- **TASK**
Each line below should be written out again exactly.

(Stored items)
=== Begin Enclosure ===

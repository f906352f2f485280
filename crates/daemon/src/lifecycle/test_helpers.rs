// SPDX-License-Identifier: BUSL-1.1
// Copyright (c) 2026 Alfred Jean LLC

//! Shared fixture for lifecycle tests: a real store on a temp dir, the
//! fake sandbox driver, and a recording gateway.

use std::sync::atomic::{AtomicBool, Ordering};
use std::sync::Arc;

use async_trait::async_trait;
use parking_lot::Mutex;
use tempfile::TempDir;
use tokio::sync::mpsc;

use vea_core::{AppId, ApplicationRecord, FakeClock, SignalSpec, SignalValue, ValidationReport};
use vea_store::{Store, StoreConfig};

use crate::config::Config;
use crate::console::ConsoleHub;
use crate::sandbox::FakeSandbox;
use crate::signals::{
    session_fingerprint, Catalog, SessionToken, SignalError, SignalGateway, SignalUpdate,
};

use super::{DeploySpec, LifecycleCore};

/// Gateway double that records session traffic and can fail opens.
#[derive(Default)]
pub(crate) struct RecordingGateway {
    pub opened: Mutex<Vec<String>>,
    pub closed: Mutex<Vec<String>>,
    pub fail_open: AtomicBool,
}

impl RecordingGateway {
    pub fn fail_next_open(&self) {
        self.fail_open.store(true, Ordering::SeqCst);
    }
}

#[async_trait]
impl SignalGateway for RecordingGateway {
    fn validate(&self, signals: &[SignalSpec]) -> ValidationReport {
        Catalog::builtin().validate(signals)
    }

    async fn open_session(&self, record: &ApplicationRecord) -> Result<SessionToken, SignalError> {
        if self.fail_open.swap(false, Ordering::SeqCst) {
            return Err(SignalError::Broker("scripted failure".to_string()));
        }
        self.opened.lock().push(record.app_id.as_str().to_string());
        Ok(SessionToken {
            app_id: record.app_id.clone(),
            fingerprint: session_fingerprint(record),
        })
    }

    async fn subscribe(
        &self,
        _session: &SessionToken,
        _spec: &SignalSpec,
        _tx: mpsc::Sender<SignalUpdate>,
    ) -> Result<(), SignalError> {
        Ok(())
    }

    async fn read(
        &self,
        _session: &SessionToken,
        _paths: &[String],
    ) -> Result<Vec<SignalUpdate>, SignalError> {
        Ok(Vec::new())
    }

    async fn write(
        &self,
        _session: &SessionToken,
        _path: &str,
        _value: SignalValue,
    ) -> Result<(), SignalError> {
        Ok(())
    }

    async fn close_session(&self, app_id: &AppId) {
        self.closed.lock().push(app_id.as_str().to_string());
    }
}

pub(crate) struct Fixture {
    pub dir: TempDir,
    pub config: Config,
    pub store: Arc<Store>,
    pub driver: FakeSandbox,
    pub gateway: Arc<RecordingGateway>,
    pub clock: FakeClock,
    pub core: LifecycleCore<FakeClock>,
}

pub(crate) fn fixture() -> Fixture {
    fixture_with(|_| {})
}

pub(crate) fn fixture_with(tune: impl FnOnce(&mut Config)) -> Fixture {
    let dir = tempfile::tempdir().unwrap();
    let mut config = Config { data_dir: dir.path().to_path_buf(), ..Config::default() };
    tune(&mut config);

    let store = Arc::new(Store::open(StoreConfig::under(&config.data_dir)).unwrap());
    let driver = FakeSandbox::new();
    let gateway = Arc::new(RecordingGateway::default());
    let clock = FakeClock::new();
    let console =
        Arc::new(ConsoleHub::new(Arc::new(driver.clone()), Arc::clone(&store), clock.clone()));
    let core = LifecycleCore::new(
        config.clone(),
        Arc::clone(&store),
        Arc::new(driver.clone()),
        Arc::clone(&gateway) as Arc<dyn SignalGateway>,
        console,
        clock.clone(),
    );

    Fixture { dir, config, store, driver, gateway, clock, core }
}

impl Fixture {
    /// A second core over the same store and driver, as if the
    /// supervisor restarted: fresh live map, fresh console hub.
    pub fn restarted(&self) -> LifecycleCore<FakeClock> {
        let console = Arc::new(ConsoleHub::new(
            Arc::new(self.driver.clone()),
            Arc::clone(&self.store),
            self.clock.clone(),
        ));
        LifecycleCore::new(
            self.config.clone(),
            Arc::clone(&self.store),
            Arc::new(self.driver.clone()),
            Arc::clone(&self.gateway) as Arc<dyn SignalGateway>,
            console,
            self.clock.clone(),
        )
    }
}

/// A script deploy with auto-start, ready to customize.
pub(crate) fn deploy_spec(app_id: &str) -> DeploySpec {
    DeploySpec {
        app_id: app_id.to_string(),
        name: None,
        kind: vea_core::AppKind::Script,
        version: Some("1.0.0".to_string()),
        artifact: "print('hello')".to_string(),
        dependencies: Vec::new(),
        signals: Vec::new(),
        cpu_share: None,
        memory_bytes: None,
        auto_start: true,
    }
}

=== End Enclosure ===

- **ANSWER SECTION**
repository f906352f2f485280
filename crates/daemon/src/lifecycle/test_helpers.rs
// SPDX-License-Identifier: BUSL-1.1
// Copyright (c) 2026 Alfred Jean LLC

//! Shared fixture for lifecycle tests: a real store on a temp dir, the
//! fake sandbox driver, and a recording gateway.

use std::sync::atomic::{AtomicBool, Ordering};
use std::sync::Arc;

use async_trait::async_trait;
use parking_lot::Mutex;
use tempfile::TempDir;
use tokio::sync::mpsc;

use vea_core::{AppId, ApplicationRecord, FakeClock, SignalSpec, SignalValue, ValidationReport};
use vea_store::{Store, StoreConfig};

use crate::config::Config;
use crate::console::ConsoleHub;
use crate::sandbox::FakeSandbox;
use crate::signals::{
    session_fingerprint, Catalog, SessionToken, SignalError, SignalGateway, SignalUpdate,
};

use super::{DeploySpec, LifecycleCore};

/// Gateway double that records session traffic and can fail opens.
#[derive(Default)]
pub(crate) struct RecordingGateway {
    pub opened: Mutex<Vec<String>>,
    pub closed: Mutex<Vec<String>>,
    pub fail_open: AtomicBool,
}

impl RecordingGateway {
    pub fn fail_next_open(&self) {
        self.fail_open.store(true, Ordering::SeqCst);
    }
}

#[async_trait]
impl SignalGateway for RecordingGateway {
    fn validate(&self, signals: &[SignalSpec]) -> ValidationReport {
        Catalog::builtin().validate(signals)
    }

    async fn open_session(&self, record: &ApplicationRecord) -> Result<SessionToken, SignalError> {
        if self.fail_open.swap(false, Ordering::SeqCst) {
            return Err(SignalError::Broker("scripted failure".to_string()));
        }
        self.opened.lock().push(record.app_id.as_str().to_string());
        Ok(SessionToken {
            app_id: record.app_id.clone(),
            fingerprint: session_fingerprint(record),
        })
    }

    async fn subscribe(
        &self,
        _session: &SessionToken,
        _spec: &SignalSpec,
        _tx: mpsc::Sender<SignalUpdate>,
    ) -> Result<(), SignalError> {
        Ok(())
    }

    async fn read(
        &self,
        _session: &SessionToken,
        _paths: &[String],
    ) -> Result<Vec<SignalUpdate>, SignalError> {
        Ok(Vec::new())
    }

    async fn write(
        &self,
        _session: &SessionToken,
        _path: &str,
        _value: SignalValue,
    ) -> Result<(), SignalError> {
        Ok(())
    }

    async fn close_session(&self, app_id: &AppId) {
        self.closed.lock().push(app_id.as_str().to_string());
    }
}

pub(crate) struct Fixture {
    pub dir: TempDir,
    pub config: Config,
    pub store: Arc<Store>,
    pub driver: FakeSandbox,
    pub gateway: Arc<RecordingGateway>,
    pub clock: FakeClock,
    pub core: LifecycleCore<FakeClock>,
}

pub(crate) fn fixture() -> Fixture {
    fixture_with(|_| {})
}

pub(crate) fn fixture_with(tune: impl FnOnce(&mut Config)) -> Fixture {
    let dir = tempfile::tempdir().unwrap();
    let mut config = Config { data_dir: dir.path().to_path_buf(), ..Config::default() };
    tune(&mut config);

    let store = Arc::new(Store::open(StoreConfig::under(&config.data_dir)).unwrap());
    let driver = FakeSandbox::new();
    let gateway = Arc::new(RecordingGateway::default());
    let clock = FakeClock::new();
    let console =
        Arc::new(ConsoleHub::new(Arc::new(driver.clone()), Arc::clone(&store), clock.clone()));
    let core = LifecycleCore::new(
        config.clone(),
        Arc::clone(&store),
        Arc::new(driver.clone()),
        Arc::clone(&gateway) as Arc<dyn SignalGateway>,
        console,
        clock.clone(),
    );

    Fixture { dir, config, store, driver, gateway, clock, core }
}

impl Fixture {
    /// A second core over the same store and driver, as if the
    /// supervisor restarted: fresh live map, fresh console hub.
    pub fn restarted(&self) -> LifecycleCore<FakeClock> {
        let console = Arc::new(ConsoleHub::new(
            Arc::new(self.driver.clone()),
            Arc::clone(&self.store),
            self.clock.clone(),
        ));
        LifecycleCore::new(
            self.config.clone(),
            Arc::clone(&self.store),
            Arc::new(self.driver.clone()),
            Arc::clone(&self.gateway) as Arc<dyn SignalGateway>,
            console,
            self.clock.clone(),
        )
    }
}

/// A script deploy with auto-start, ready to customize.
pub(crate) fn deploy_spec(app_id: &str) -> DeploySpec {
    DeploySpec {
        app_id: app_id.to_string(),
        name: None,
        kind: vea_core::AppKind::Script,
        version: Some("1.0.0".to_string()),
        artifact: "print('hello')".to_string(),
        dependencies: Vec::new(),
        signals: Vec::new(),
        cpu_share: None,
        memory_bytes: None,
        auto_start: true,
    }
}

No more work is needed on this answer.